TASK DATA: Begin

use thiserror::Error;

#[derive(Error, Debug)]
pub enum LoaderError {
    #[error("HTTP request failed: {0}")]
    Http(#[from] reqwest::Error),

    #[error("CSV read failed: {0}")]
    Csv(#[from] csv::Error),

    #[error("Configuration error: {0}")]
    Config(String),

    #[error("Could not parse {field} from {input:?}")]
    Parse { field: &'static str, input: String },

    #[error("Industry tagger error: {message}")]
    Tagger { message: String },

    #[error("Constraint violation on {table}: {message}")]
    Constraint { table: &'static str, message: String },

    #[cfg(feature = "db")]
    #[error("Database error: {message}")]
    Database { message: String },
}

pub type Result<T> = std::result::Result<T, LoaderError>;
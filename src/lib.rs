pub mod config;
pub mod constants;
pub mod error;
pub mod input;
pub mod loader;
pub mod logging;
pub mod normalize;
pub mod storage;
pub mod tagger;
pub mod types;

TASK DATA: End

Transcribe the lines above precisely, keeping each one unchanged.

use thiserror::Error;

#[derive(Error, Debug)]
pub enum LoaderError {
    #[error("HTTP request failed: {0}")]
    Http(#[from] reqwest::Error),

    #[error("CSV read failed: {0}")]
    Csv(#[from] csv::Error),

    #[error("Configuration error: {0}")]
    Config(String),

    #[error("Could not parse {field} from {input:?}")]
    Parse { field: &'static str, input: String },

    #[error("Industry tagger error: {message}")]
    Tagger { message: String },

    #[error("Constraint violation on {table}: {message}")]
    Constraint { table: &'static str, message: String },

    #[cfg(feature = "db")]
    #[error("Database error: {message}")]
    Database { message: String },
}

pub type Result<T> = std::result::Result<T, LoaderError>;
filename src/lib.rs
pub mod config;
pub mod constants;
pub mod error;
pub mod input;
pub mod loader;
pub mod logging;
pub mod normalize;
pub mod storage;
pub mod tagger;
pub mod types;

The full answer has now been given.